Chapter 2 defines and discusses three central concepts of the book – data, information and knowledge. The concepts are presented as related but fundamentally different from each other, which is important to emphasize for a couple of reasons.
The first reason is that exchanging a lot of data does not mean the same as communicating a substantial amount of information. The second is that information cannot be effectively processed without knowledge. The discussion of these three concepts sets the stage for the methodological arguments made throughout the book.
Q: Why does the book focus on the flow of communication in business process redesign?
The reason is hypercommunication, a concept that is introduced in Chapter 2. Hypercommunication is characterized by the excessive exchange of data and information in business processes. It is argued in the book that hypercommunication is one of the main problems facing businesses today.
Chapter 2 discusses the main underlying reasons for this excessive exchange of data and information in business processes, which are: (a) a high data / information ratio in the exchanges; (b) a high fragmentation of knowledge among different organizational functions (e.g., manager, inventory supervisor, computer support specialist); and (c) an insufficient degree of knowledge sharing across different organizational functions.
Q: I want to use the programming code in Appendix A as a basis for my own work. Can I do that?
Yes, if you purchased the book, permission to use that code is automatically granted.
Q: Will the programming code in Appendix A work on my computer?

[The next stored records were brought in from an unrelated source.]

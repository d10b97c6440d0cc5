//! core — shared ARMA-eGARCH data, parameters, recursions, and simulation.
//!
//! Purpose
//! -------
//! Collect the numerical building blocks of the ARMA(p, q)-eGARCH(1,1)-t
//! model: specifications, the θ ↔ parameter maps, the in-sample filter,
//! analytic forecasts, and residual-bootstrap simulation. The fitted-model
//! API in [`crate::models`] builds on these.
//!
//! Key behaviors
//! -------------
//! - [`ModelSpec`] and [`MODEL_GRID`] describe the candidates.
//! - [`ArmaEgarchParams`] maps unconstrained `θ` to stationary, invertible
//!   parameters with `|β| < 1` and `ν > 2`.
//! - [`filter`] runs the mean/variance recursion and the Student-t
//!   log-likelihood; [`forecast_recursion`] and [`simulate_path`] continue it
//!   out of sample.
//!
//! Conventions
//! -----------
//! - Indexing is 0-based; lag histories are stored oldest first.
//! - No I/O or logging happens here; errors surface as `ModelResult`.
pub mod data;
pub mod forecasts;
pub mod guards;
pub mod innovations;
pub mod options;
pub mod params;
pub mod recursion;
pub mod simulation;
pub mod spec;

pub use self::data::ReturnData;
pub use self::forecasts::{ForecastResult, ForecastStep, forecast_recursion};
pub use self::guards::LogVarianceGuards;
pub use self::innovations::{StandardizedStudentT, expected_abs_z};
pub use self::options::{BootstrapMode, BootstrapOptions, FitOptions};
pub use self::params::{ArmaEgarchParams, coefficient_names, initial_theta};
pub use self::recursion::{FilterOutput, InSampleState, filter};
pub use self::simulation::{
    BootstrapForecast, QuantileBand, SimulatedPaths, quantile_bands, quantile_type7, simulate_path,
    simulate_sample,
};
pub use self::spec::{Distribution, MODEL_GRID, ModelSpec, VarianceModel};
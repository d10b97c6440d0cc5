//! High-level entry point: maximize a [`LogLikelihood`] with L-BFGS.
use crate::optimization::{
    errors::OptResult,
    loglik_optimizer::{
        adapter::ArgMinAdapter,
        builders::{build_optimizer_hager_zhang, build_optimizer_more_thuente},
        run::run_lbfgs,
        traits::{LineSearcher, LogLikelihood, MLEOptions, OptimOutcome},
        types::Theta,
    },
};
use tracing::warn;

/// Maximize `ℓ(θ)` starting from `theta0` (consumed).
///
/// Validates the start with `f.check`, wraps `(f, data)` in an
/// [`ArgMinAdapter`], builds the solver selected by `opts.line_searcher` and
/// runs it.
///
/// # Errors
/// Errors from `f.check`, solver construction, or the run itself. A run that
/// merely exhausts its iteration budget is *not* an error; it comes back with
/// `converged == false`.
///
/// # Example
/// ```no_run
/// use ndarray::array;
/// use volatility_report::optimization::errors::OptResult;
/// use volatility_report::optimization::loglik_optimizer::{
///     maximize, LogLikelihood, MLEOptions, Theta,
/// };
///
/// struct Concave;
/// impl LogLikelihood for Concave {
///     type Data = ();
///     fn value(&self, theta: &Theta, _: &()) -> OptResult<f64> {
///         Ok(-theta.dot(theta))
///     }
///     fn check(&self, _: &Theta, _: &()) -> OptResult<()> {
///         Ok(())
///     }
/// }
///
/// let out = maximize(&Concave, array![0.1, -0.2], &(), &MLEOptions::default())?;
/// assert!(out.value <= 0.0);
/// # Ok::<(), volatility_report::optimization::errors::OptError>(())
/// ```
pub fn maximize<F: LogLikelihood>(
    f: &F, theta0: Theta, data: &F::Data, opts: &MLEOptions,
) -> OptResult<OptimOutcome> {
    f.check(&theta0, data)?;
    let problem = ArgMinAdapter::new(f, data);
    match opts.line_searcher {
        LineSearcher::MoreThuente => {
            let solver = build_optimizer_more_thuente(opts)?;
            run_lbfgs(theta0, opts, problem, solver)
        }
        LineSearcher::HagerZhang => {
            let solver = build_optimizer_hager_zhang(opts)?;
            run_lbfgs(theta0, opts, problem, solver)
        }
    }
}

/// [`maximize`], restarted once with the other line search when the first
/// run fails.
///
/// The restart happens when the first run returns an error (from `theta0`)
/// or when the solver exits on its own without converging (from the θ̂ it
/// reached). A run that merely exhausts its iteration budget is returned as
/// is. The flag is `true` when the returned outcome came from the restart.
///
/// # Errors
/// Errors from `f.check`, or the restart's error when both runs fail.
pub fn maximize_with_fallback<F: LogLikelihood>(
    f: &F, theta0: Theta, data: &F::Data, opts: &MLEOptions,
) -> OptResult<(OptimOutcome, bool)> {
    f.check(&theta0, data)?;
    let first = maximize(f, theta0.clone(), data, opts);
    let restart_from = match &first {
        Ok(out) if out.converged || !out.solver_exit => None,
        Ok(out) => Some(out.theta_hat.clone()),
        Err(_) => Some(theta0),
    };
    let Some(restart_from) = restart_from else {
        return first.map(|out| (out, false));
    };

    let alt = MLEOptions { line_searcher: opts.line_searcher.alternate(), ..opts.clone() };
    match &first {
        Ok(out) => warn!(
            status = %out.status,
            iterations = out.iterations,
            retry = ?alt.line_searcher,
            "solver exited early; restarting with the other line search"
        ),
        Err(err) => warn!(
            error = %err,
            retry = ?alt.line_searcher,
            "solver failed; restarting with the other line search"
        ),
    }
    let second = maximize(f, restart_from, data, &alt);

    match (first, second) {
        (_, Ok(out)) if out.converged => Ok((out, true)),
        (Ok(first), Ok(second)) if first.value > second.value => Ok((first, false)),
        (_, Ok(second)) => Ok((second, true)),
        (Ok(first), Err(_)) => Ok((first, false)),
        (Err(_), Err(second)) => Err(second),
    }
}
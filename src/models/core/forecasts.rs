//! Analytic multi-step forecasts of the conditional mean and volatility.
//!
//! Purpose
//! -------
//! Roll the fitted ARMA-eGARCH recursion past the end of the sample to obtain
//! `E[r_{T+h}]` and a volatility path `σ_{T+h}` for `h = 1..H`.
//!
//! Key behaviors
//! -------------
//! - Step 1 is exact: `ln σ²_{T+1}` uses the last in-sample standardized
//!   residual.
//! - For `h ≥ 2` future shocks are replaced by their expectation, which for
//!   the eGARCH term gives `ln σ²_{T+h} = ω + β ln σ²_{T+h−1}` (the
//!   `α z` and `γ(|z| − E|z|)` terms have mean zero).
//! - Future residuals enter the ARMA mean as zero.
//!
//! Conventions
//! -----------
//! - `sigma` is `exp(½ ln σ²)` of the log-variance path; it is not the
//!   expectation of σ, which only the bootstrap can deliver.
//! - Every log-variance is clamped with the fitting guards.
use crate::models::{
    core::{
        guards::LogVarianceGuards,
        innovations::expected_abs_z,
        params::ArmaEgarchParams,
        recursion::{InSampleState, arma_mean, egarch_step},
        simulation::BootstrapForecast,
    },
    errors::{ModelError, ModelResult},
};
use serde::Serialize;

#[derive(Debug, Clone, Copy, PartialEq, Serialize)]
pub struct ForecastStep {
    /// 1-based horizon.
    pub step: usize,
    pub mean: f64,
    pub sigma: f64,
}

#[derive(Debug, Clone, PartialEq, Serialize)]
pub struct ForecastResult {
    pub steps: Vec<ForecastStep>,
    #[serde(skip_serializing_if = "Option::is_none")]
    pub bootstrap: Option<BootstrapForecast>,
}

impl ForecastResult {
    pub fn horizon(&self) -> usize {
        self.steps.len()
    }

    pub fn means(&self) -> Vec<f64> {
        self.steps.iter().map(|s| s.mean).collect()
    }

    pub fn sigmas(&self) -> Vec<f64> {
        self.steps.iter().map(|s| s.sigma).collect()
    }
}

/// Analytic `horizon`-step forecast from the end-of-sample state.
///
/// # Errors
/// `InvalidHorizon` when `horizon == 0`.
pub fn forecast_recursion(
    params: &ArmaEgarchParams, state: &InSampleState, horizon: usize, guards: &LogVarianceGuards,
) -> ModelResult<ForecastResult> {
    if horizon == 0 {
        return Err(ModelError::InvalidHorizon { horizon });
    }
    let e_abs = expected_abs_z(params.shape);
    let mut devs = state.dev_lags.clone();
    let mut resids = state.resid_lags.clone();
    let mut log_var = state.last_log_var;
    let mut steps = Vec::with_capacity(horizon);

    for step in 1..=horizon {
        log_var = if step == 1 {
            guards.clamp(egarch_step(params, e_abs, log_var, state.last_z))
        } else {
            guards.clamp(params.omega + params.beta * log_var)
        };
        let mean = arma_mean(params, &devs, &resids);
        devs.push(mean - params.mu);
        resids.push(0.0);
        steps.push(ForecastStep { step, mean, sigma: (0.5 * log_var).exp() });
    }
    Ok(ForecastResult { steps, bootstrap: None })
}

#[cfg(test)]
mod tests {
    use super::*;
    use approx::assert_relative_eq;
    use ndarray::{Array1, array};

    fn params() -> ArmaEgarchParams {
        ArmaEgarchParams {
            mu: 0.001,
            ar: array![0.5],
            ma: Array1::zeros(0),
            omega: -0.4,
            alpha: -0.1,
            beta: 0.95,
            gamma: 0.15,
            shape: 7.0,
        }
    }

    #[test]
    // Purpose
    // -------
    // The volatility path converges toward exp(½ ω/(1−β)) and the mean path
    // decays toward μ.
    //
    // Given
    // -----
    // - AR(1) mean, β = 0.95, last log-variance well above the long-run level.
    //
    // Expect
    // ------
    // - 200-step σ within 1% of the long-run σ; σ strictly decreasing after
    //   step 1; final mean ≈ μ.
    fn paths_revert_to_long_run_levels() {
        let p = params();
        let state = InSampleState {
            dev_lags: vec![0.02],
            resid_lags: vec![],
            last_log_var: -6.0,
            last_z: 0.5,
        };
        let out = forecast_recursion(&p, &state, 200, &LogVarianceGuards::default()).unwrap();
        let sig = out.sigmas();
        let long_run = (0.5 * p.unconditional_log_var()).exp();

        assert_eq!(out.horizon(), 200);
        assert_relative_eq!(sig[199], long_run, max_relative = 1e-2);
        assert!(sig.windows(2).skip(1).all(|w| w[1] < w[0]));
        assert_relative_eq!(out.steps[199].mean, p.mu, epsilon = 1e-12);
        assert_relative_eq!(out.steps[0].mean, p.mu + 0.5 * 0.02);
    }

    #[test]
    // Purpose
    // -------
    // Step 1 uses the last standardized residual exactly.
    //
    // Given
    // -----
    // - last_log_var = −8, last_z = −2.
    //
    // Expect
    // ------
    // - ln σ²_{T+1} = ω + α(−2) + γ(2 − E|z|) + β(−8).
    fn first_step_uses_last_shock() {
        let p = params();
        let state =
            InSampleState { dev_lags: vec![0.0], resid_lags: vec![], last_log_var: -8.0, last_z: -2.0 };
        let out = forecast_recursion(&p, &state, 1, &LogVarianceGuards::default()).unwrap();
        let expected =
            -0.4 + (-0.1) * (-2.0) + 0.15 * (2.0 - expected_abs_z(7.0)) + 0.95 * (-8.0);
        assert_relative_eq!(out.steps[0].sigma, (0.5 * expected).exp(), epsilon = 1e-12);
    }

    #[test]
    // Purpose
    // -------
    // The forecast recursion refuses an empty horizon.
    //
    // Given
    // -----
    // - Any end-of-sample state and `horizon = 0`.
    //
    // Expect
    // ------
    // - `InvalidHorizon { horizon: 0 }`.
    fn zero_horizon_is_rejected() {
        let state =
            InSampleState { dev_lags: vec![0.0], resid_lags: vec![], last_log_var: 0.0, last_z: 0.0 };
        assert_eq!(
            forecast_recursion(&params(), &state, 0, &LogVarianceGuards::default()),
            Err(ModelError::InvalidHorizon { horizon: 0 })
        );
    }
}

The programming code in Appendix A includes ASP code examples for the Little Italy Restaurants Web System Menu, which had been discussed earlier in the book together with an introductory discussion of ASP as a basis for the implementation of redesigned business processes. The code is preceded by screen snapshots illustrating the features implemented through it. Necessary HTML elements (e.g., <form> ... </form>) routinely used with ASP code are also included.
The code will not work without certain elements being created first. For example, certain pieces of the code manipulate a database that is assumed to exist in a Web server. So, those pieces of code will not work if you do not have the database and the Web server properly setup beforehand. I suggest you carefully read the introductory discussion of ASP as a basis for the implementation of redesigned business processes, provided in Chapter 13, before you start using the code in Appendix A.
Q: How can I copy and paste the programming code in Appendix A without having to retype it by hand?
The CD that accompanies the book has links to files (in different formats) with the programming code shown in Appendix A. Open one of those files and cut and past what you want.
Q: Do you have some full-motion examples of the tools discussed in the book being used?
Yes, the CD that accompanies the book has links to several files containing full-motion screen captured demonstrations of the following tools or technologies: PowerPoint (for diagramming), MS Access (for database creation), ODBC (for creating Web-database links), SPSS (for data mining), and FrontPage (for Web-based programming).
The full-motion screen captured demonstrations are made available as AVI files, where AVI stands for “Audio Video Interleaved”. An AVI file (usually saved with the extension “.avi”) is a sound and motion picture file that conforms to the Microsoft Windows Resource Interchange File Format (RIFF) specification. AVI files are generic media files that can be played with most free media players.